MakerSquare Prep

How to prepare for MakerSquare's coding bootcamp

by Aaron Fried

From application to the coding interview, find out the necessary steps to get ready for MakerSquare programming bootcamp.

Read Ahead

MakerSquare features a rigorous JavaScript curriculum, so one of the best way to prepare is to have a solid understanding of the language beforehand. As you start the coding bootcamp, you should have a base level of comfort with functional programming.

You should know how recursion, loops, and conditionals work. Further, you should understand the different data types and how that works. A safe rule of thumb is to read the first five chapters of Eloquent JavaScript.

On top of that, MakerSquare recommends that you have working level of comfort with higher-order functions. The course is not for absolute beginners. Rather than being a zero-to-sixty course, MakerSquare describes itself as taking you from twenty to one-hundred-twenty. If you provide the initiative, they’ll provide the fuel to get you building apps at a professional level.

The curriculum focuses primarily on JavaScript’s MEAN stack (MongoDB, Express, Angular, Node), with no major focus on frontend technologies such as HTML and CSS — you are expected to understand these before arriving at MakerSquare.

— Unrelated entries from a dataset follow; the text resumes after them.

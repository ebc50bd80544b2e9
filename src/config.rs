//src/config.rs
use comfy_table::Color;
use serde::{Deserialize, Serialize};
use std::fs;
use std::path::{Path, PathBuf};
use strum::IntoEnumIterator;
use strum_macros::EnumIter;
use thiserror::Error;

use crate::stats::WeekStart;

const CONFIG_FILE_NAME: &str = "config.toml";
const APP_CONFIG_DIR: &str = "fitlog";
const CONFIG_ENV_VAR: &str = "FITLOG_CONFIG_DIR"; // Environment variable name

#[derive(Error, Debug)]
pub enum ConfigError {
    #[error("Could not determine configuration directory.")]
    CannotDetermineConfigDir,
    #[error("I/O error accessing config file: {0}")]
    Io(#[from] std::io::Error),
    #[error("Failed to parse config file (TOML): {0}")]
    TomlParse(#[from] toml::de::Error),
    #[error("Failed to serialize config data (TOML): {0}")]
    TomlSerialize(#[from] toml::ser::Error),
    #[error("Invalid color name: {0}")]
    InvalidColor(String),
}

// Define standard colors using strum for easy iteration/parsing
#[derive(Debug, Clone, Copy, PartialEq, Eq, EnumIter)]
pub enum StandardColor {
    Black,
    Red,
    Green,
    Yellow,
    Blue,
    Magenta,
    Cyan,
    White,
    DarkGrey,
    DarkRed,
    DarkGreen,
    DarkYellow,
    DarkBlue,
    DarkMagenta,
    DarkCyan,
    Grey,
}

// Helper to convert our enum to comfy_table::Color
impl From<StandardColor> for Color {
    fn from(value: StandardColor) -> Self {
        match value {
            StandardColor::Black => Self::Black,
            StandardColor::Red => Self::Red,
            StandardColor::Green => Self::Green,
            StandardColor::Yellow => Self::Yellow,
            StandardColor::Blue => Self::Blue,
            StandardColor::Magenta => Self::Magenta,
            StandardColor::Cyan => Self::Cyan,
            StandardColor::White => Self::White,
            StandardColor::DarkGrey => Self::DarkGrey,
            StandardColor::DarkRed => Self::DarkRed,
            StandardColor::DarkGreen => Self::DarkGreen,
            StandardColor::DarkYellow => Self::DarkYellow,
            StandardColor::DarkBlue => Self::DarkBlue,
            StandardColor::DarkMagenta => Self::DarkMagenta,
            StandardColor::DarkCyan => Self::DarkCyan,
            StandardColor::Grey => Self::Grey,
        }
    }
}

/// Parses a color name, ignoring case.
/// # Errors
/// `ConfigError::InvalidColor` for unknown names.
pub fn parse_color(color_str: &str) -> Result<StandardColor, ConfigError> {
    StandardColor::iter()
        .find(|color| format!("{color:?}").eq_ignore_ascii_case(color_str))
        .ok_or_else(|| ConfigError::InvalidColor(color_str.to_string()))
}

#[derive(Serialize, Deserialize, Debug, Clone, PartialEq, Eq)]
#[serde(default)] // Ensure defaults are used if fields are missing
pub struct Theme {
    pub header_color: String,
}

impl Default for Theme {
    fn default() -> Self {
        Self {
            header_color: "Green".to_string(),
        }
    }
}

#[derive(Serialize, Deserialize, Debug, Clone, PartialEq, Eq)]
#[serde(default)] // Ensure defaults are used if fields are missing
pub struct Config {
    /// First day of the week for the dashboard's weekly count.
    pub week_start: WeekStart,
    /// Default `tracing` filter when `RUST_LOG` is unset.
    pub log_level: String,
    pub theme: Theme,
}

impl Default for Config {
    fn default() -> Self {
        Self {
            week_start: WeekStart::Sunday,
            log_level: "warn".to_string(),
            theme: Theme::default(),
        }
    }
}

/// Determines the path to the configuration file.
/// Exposed at crate root as get_config_path_util
/// # Errors
/// - `ConfigError::CannotDetermineConfigDir` if no config dir is known for the platform.
/// - `ConfigError::Io` if the directory can't be created.
pub fn get_config_path() -> Result<PathBuf, ConfigError> {
    let config_dir_path = match std::env::var(CONFIG_ENV_VAR).ok() {
        Some(path_str) => PathBuf::from(path_str),
        None => dirs::config_dir()
            .ok_or(ConfigError::CannotDetermineConfigDir)?
            .join(APP_CONFIG_DIR),
    };

    if !config_dir_path.exists() {
        fs::create_dir_all(&config_dir_path)?;
    }

    Ok(config_dir_path.join(CONFIG_FILE_NAME))
}

/// Loads the configuration from the TOML file at the given path.
/// A missing file is created with defaults.
/// Exposed at crate root as load_config_util
/// # Errors
/// I/O and TOML errors.
pub fn load(config_path: &Path) -> Result<Config, ConfigError> {
    if config_path.exists() {
        let config_content = fs::read_to_string(config_path)?;
        // serde(default) fills in anything missing
        let config: Config = toml::from_str(&config_content)?;
        Ok(config)
    } else {
        let default_config = Config::default();
        save(config_path, &default_config)?;
        Ok(default_config)
    }
}

/// Saves the configuration to the TOML file.
/// Exposed at crate root as save_config_util
/// # Errors
/// I/O and TOML errors.
pub fn save(config_path: &Path, config: &Config) -> Result<(), ConfigError> {
    if let Some(parent_dir) = config_path.parent() {
        if !parent_dir.exists() {
            fs::create_dir_all(parent_dir)?;
        }
    }
    let config_content = toml::to_string_pretty(config)?;
    fs::write(config_path, config_content)?;
    Ok(())
}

MakerSquare students build their in a basic logical progression, from small and simple to large and complex, so it is critical that you prepare yourself thoroughly before joining the bootcamp.


Mental Notes

Get used to solving difficult problems. That means recognizing that difficult problems are difficult, and will typically require you to make several mistakes before fully grasping them.

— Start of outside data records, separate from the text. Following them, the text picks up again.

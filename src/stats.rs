// src/stats.rs
//! Dashboard metrics derived from the workout history.
//!
//! Everything here is a pure function of a record slice and "today"; nothing is cached.
//! Callers pass the full history (newest first) or any filtered subset.

use chrono::{Datelike, Days, NaiveDate};
use serde::{Deserialize, Serialize};
use std::collections::HashMap;
use std::hash::Hash;

use crate::models::WorkoutRecord;
use crate::records::filter_by_date_range;

#[derive(Serialize, Deserialize, Debug, Clone, Copy, PartialEq, Eq, Default)]
#[serde(rename_all = "lowercase")]
pub enum WeekStart {
    #[default]
    Sunday,
    Monday,
}

#[derive(Serialize, Debug, Clone, PartialEq, Eq, Default)]
#[serde(rename_all = "camelCase")]
pub struct WorkoutStats {
    pub today_workouts: usize,
    pub week_workouts: usize,
    pub total_workouts: usize,
    pub consecutive_days: u32,
    pub last_workout_date: Option<NaiveDate>,
}

/// Aggregates over a (possibly filtered) set of records.
#[derive(Serialize, Debug, Clone, PartialEq, Eq, Default)]
#[serde(rename_all = "camelCase")]
pub struct RecordSummary {
    pub total_workouts: usize,
    pub total_duration: u64,
    pub average_duration: u64,
    pub category_stats: Vec<(String, usize)>,
    pub date_stats: Vec<(NaiveDate, usize)>,
    pub unique_days: usize,
}

/// First day of the week containing `today`.
pub fn week_start_date(today: NaiveDate, week_start: WeekStart) -> NaiveDate {
    let offset = match week_start {
        WeekStart::Sunday => today.weekday().num_days_from_sunday(),
        WeekStart::Monday => today.weekday().num_days_from_monday(),
    };
    today - Days::new(u64::from(offset))
}

pub fn today_workouts(records: &[WorkoutRecord], today: NaiveDate) -> usize {
    records.iter().filter(|r| r.date == today).count()
}

pub fn week_workouts(records: &[WorkoutRecord], today: NaiveDate, week_start: WeekStart) -> usize {
    filter_by_date_range(records, week_start_date(today, week_start), today).len()
}

/// Number of consecutive calendar days, ending today, that have at least one record.
///
/// Distinct dates are walked newest first and compared against `today - i`; the first
/// mismatch ends the walk. No record today means a streak of 0.
pub fn consecutive_days(records: &[WorkoutRecord], today: NaiveDate) -> u32 {
    let mut dates: Vec<NaiveDate> = records.iter().map(|r| r.date).collect();
    dates.sort_unstable_by(|a, b| b.cmp(a));
    dates.dedup();

    let mut streak = 0u32;
    for (i, date) in dates.iter().enumerate() {
        let expected = today.checked_sub_days(Days::new(i as u64));
        if expected != Some(*date) {
            break;
        }
        streak += 1;
    }
    streak
}

/// Date of the head record. Relies on the store's newest-first order.
pub fn last_workout_date(records: &[WorkoutRecord]) -> Option<NaiveDate> {
    records.first().map(|r| r.date)
}

pub fn workout_stats(
    records: &[WorkoutRecord],
    today: NaiveDate,
    week_start: WeekStart,
) -> WorkoutStats {
    WorkoutStats {
        today_workouts: today_workouts(records, today),
        week_workouts: week_workouts(records, today, week_start),
        total_workouts: records.len(),
        consecutive_days: consecutive_days(records, today),
        last_workout_date: last_workout_date(records),
    }
}

/// Counts per key, in first-seen order.
fn count_in_order<K, F>(records: &[WorkoutRecord], key: F) -> Vec<(K, usize)>
where
    K: Eq + Hash + Clone,
    F: Fn(&WorkoutRecord) -> K,
{
    let mut index: HashMap<K, usize> = HashMap::new();
    let mut counts: Vec<(K, usize)> = Vec::new();
    for record in records {
        let k = key(record);
        match index.get(&k) {
            Some(&i) => counts[i].1 += 1,
            None => {
                index.insert(k.clone(), counts.len());
                counts.push((k, 1));
            }
        }
    }
    counts
}

pub fn category_stats(records: &[WorkoutRecord]) -> Vec<(String, usize)> {
    count_in_order(records, |r| r.category.clone())
}

pub fn date_stats(records: &[WorkoutRecord]) -> Vec<(NaiveDate, usize)> {
    count_in_order(records, |r| r.date)
}

pub fn unique_days(records: &[WorkoutRecord]) -> usize {
    date_stats(records).len()
}

pub fn total_duration(records: &[WorkoutRecord]) -> u64 {
    records.iter().map(|r| u64::from(r.duration)).sum()
}

/// Mean of `duration` rounded to the nearest second (halves round up); 0 for no records.
pub fn average_duration(records: &[WorkoutRecord]) -> u64 {
    let count = records.len() as u64;
    if count == 0 {
        return 0;
    }
    (2 * total_duration(records) + count) / (2 * count)
}

pub fn summarize(records: &[WorkoutRecord]) -> RecordSummary {
    let date_stats = date_stats(records);
    RecordSummary {
        total_workouts: records.len(),
        total_duration: total_duration(records),
        average_duration: average_duration(records),
        category_stats: category_stats(records),
        unique_days: date_stats.len(),
        date_stats,
    }
}

/// Share of the daily goal reached today, as a percentage capped at 100.
pub fn daily_goal_progress(today_workouts: usize, daily_goal: u32) -> u8 {
    if daily_goal == 0 {
        return 100;
    }
    let percent = today_workouts.saturating_mul(100) / daily_goal as usize;
    u8::try_from(percent.min(100)).unwrap_or(100)
}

MakerSquare’s most successful students view difficult problems with a growth mindset. They don’t see it only as a frustrating obstacle, but as an opportunity for growth. When you recognize the growth opportunity, you can begin to see struggle as a fun challenge, and then develop a positive attitude. Not only does this help you solve problems, it also makes you feel more confident about solving future problems.

Sometimes, when problems seem too difficult for MakerSquare students, they recommend that you take a step back and look at the big picture. Remember that software engineering is a difficult field and that you’re learning the fundamentals very quickly.

In short, MakerSquare recognizes that frustration and difficulty can be part of the process, but they’re not the defining part. Growth is what sets a successful learner apart, and recognizing your potential for growth is the key to preparing to be a successful MakerSquare student.

Thinking about Money

Tuition costs $16,920. While that’s expensive, you can expect that if you land a software development job after graduating, you’ll be in a far better position than if you hadn’t spent that money. Nonetheless, you want to bear in mind some sensible ideas for handling such a large expense

Aside from tuition itself, save up enough money to cover around 6 months worth of expenses — 3 months for the program and then 3 months for your job hunt after you graduate. You don’t want to spend time worrying about your rent check when you have a complicated new programming concept to learn, or an interview tomorrow morning.

If you choose to take out a loan, some of MakerSquare’s lending partners allow cost-of-living expenses, which can help to reduce stress around your essentials as well.

On a lighter note, while you’re in the program, you’ll likely be too busy to waste money on much during the week. If you can, try to put aside some spare cash for recreation on weekends to blow off some steam.

While the program will be expensive, one of the best ways to be prepared is simply understanding the cost and being confident that it’s worth it for you.


Admissions Tips

For your application, you will want to know the basics outlined above, but there’s more to it.

MakerSquare is moving towards a more logic-test based approach for screening applicants. It can be easy to memorize certain coding challenge, but those do not always test your problem solving capacity. Logic games will test your critical thinking skills.

Another key element MakerSquare screens for is your persistence. Expect to be hit by a question that you simply cannot answer — you might not have the requisite knowledge. More important than knowing the answer, however, is knowing how to find it. You’re likely to be praised for your persistence and creative methods in figuring out the answers, so don’t give up just because you don’t know the answer right away.

In essence, that’s what becoming a software engineer is about: figuring out how to solve problems that you’ve never seen before.